Apart from the efforts made by individual countries in managing the environment, there were also collective efforts by countries at the global level to address environmental challenges. Some of these efforts were through global conventions where member states to the United Nations agreed on actions to be taken collectively to address global environmental challenges. Some of the conventions held in this respect were as follows:
- The thirteenth meeting of the Conference of the Parties to the Basel Convention (BC COP-13), the eighth meeting of the Conference of the Parties to the Rotterdam Convention (RC COP-8) and the eighth meeting of the Conference of the Parties to the Stockholm Convention (SC COP-8) were held back to back from 24 April to 5 May 2017 in Geneva. These three sister conventions aim to reduce/prevent exposure to harzadous chemicals and wastes.
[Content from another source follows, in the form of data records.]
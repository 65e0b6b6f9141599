use std::path::{Path, PathBuf};

use anyhow::{Context, Result};

use super::types::SplitterConfig;

/// A loaded configuration file with its associated directory.
///
/// Paths in the config are relative to the config file location,
/// so we need to track where the config was loaded from.
#[derive(Debug, Clone)]
pub struct LoadedConfig {
    /// The parsed configuration
    pub config: SplitterConfig,
    /// The directory containing the config file
    pub config_dir: PathBuf,
}

impl LoadedConfig {
    /// Load a config file from the given path.
    pub fn load(path: &Path) -> Result<Self> {
        let content = std::fs::read_to_string(path)
            .with_context(|| format!("failed to read config file: {}", path.display()))?;

        let config = Self::parse(&content)
            .with_context(|| format!("failed to parse config file: {}", path.display()))?;

        let config_dir = path
            .parent()
            .map(Path::to_path_buf)
            .unwrap_or_else(|| PathBuf::from("."));

        Ok(Self { config, config_dir })
    }

    fn parse(content: &str) -> Result<SplitterConfig> {
        Ok(serde_json::from_str(content)?)
    }

    /// Resolve the sprite sheet path relative to the config file directory.
    pub fn resolve_sheet(&self) -> PathBuf {
        self.config_dir.join(&self.config.sheet)
    }

    /// Resolve the output directory relative to the config file directory.
    pub fn resolve_output_dir(&self) -> PathBuf {
        self.config_dir.join(&self.config.output_dir)
    }
}
use std::fs;

use anyhow::Result;
use clap::Parser;
use log::debug;

use chess_splitter::cli::{CliArgs, Settings, init_logging};
use chess_splitter::extract::extract_pieces;
use chess_splitter::sheet::load_sheet;

#[allow(clippy::print_stderr)]
fn main() {
    if let Err(e) = run() {
        // Use eprintln instead of error! because logger may not be initialized
        eprintln!("Error: {:#}", e);
        std::process::exit(1);
    }
}

fn run() -> Result<()> {
    let cli = CliArgs::parse();
    let settings = Settings::resolve(&cli)?;
    init_logging(settings.verbose);

    let sheet = load_sheet(&settings.sheet)?;

    if !settings.output.output_dir.exists() {
        fs::create_dir_all(&settings.output.output_dir)?;
    }

    let written = extract_pieces(&sheet, &settings.pieces, &settings.output)?;
    debug!("Wrote {} piece images", written.len());

    Ok(())
}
- The First Meeting of the Conference of the Parties to the Minamata Convention on Mercury (COP1) was convened from September 25 to 29, 2017 in Geneva, within one year of entry into force of the Convention. The Minamata Convention came into force on August 16, 2017 with ratification by over 50 countries.
- The 23rd session of the Conference of Parties (COP23) to the United Nations Framework Convention on Climate Change (UNFCCC) was held in Bonn, Germany, from November 6 to 17, 2017. The major decisions at this convention revolved around achieving the goal of the Paris Climate Change Agreement of holding global average temperature well below 2 Degrees Celsius as well as realizing the Sustainable Development Goals (SDGs).
- After COP23, the world convened in Nairobi, Kenya for the 3rd session of the United Nations Environment Assembly (UNEA 3) to take decision on another global environment issue – pollution. The Assembly which convened from December 4 to 6, 2017 adopted 11 resolutions aimed at achieving a pollution-free planet. The resolutions adopted revolved around land, water, air and soil pollution.
- Just immediately after UNEA 3, On 12 December 2017, two years after the historic Paris Climate Change Agreementwas adopted, world leaders gathered in Paris for the One Planet Summit to drive forward climate action and financing of a Greener future. Twelve commitments were made at the One Planet Summit, some of which include: $300 million for the Land Degradation Neutrality Fund to restore deserted land; Launch of the “Tropical Landscape Financing Facility; A $650 million financing programme for research to help smallholder farmers adapt to climate change; Creation of the 100 Water and Climate Projects for Africa funding platform; $15 million for the One Planet Fellowship for young African and European researchers.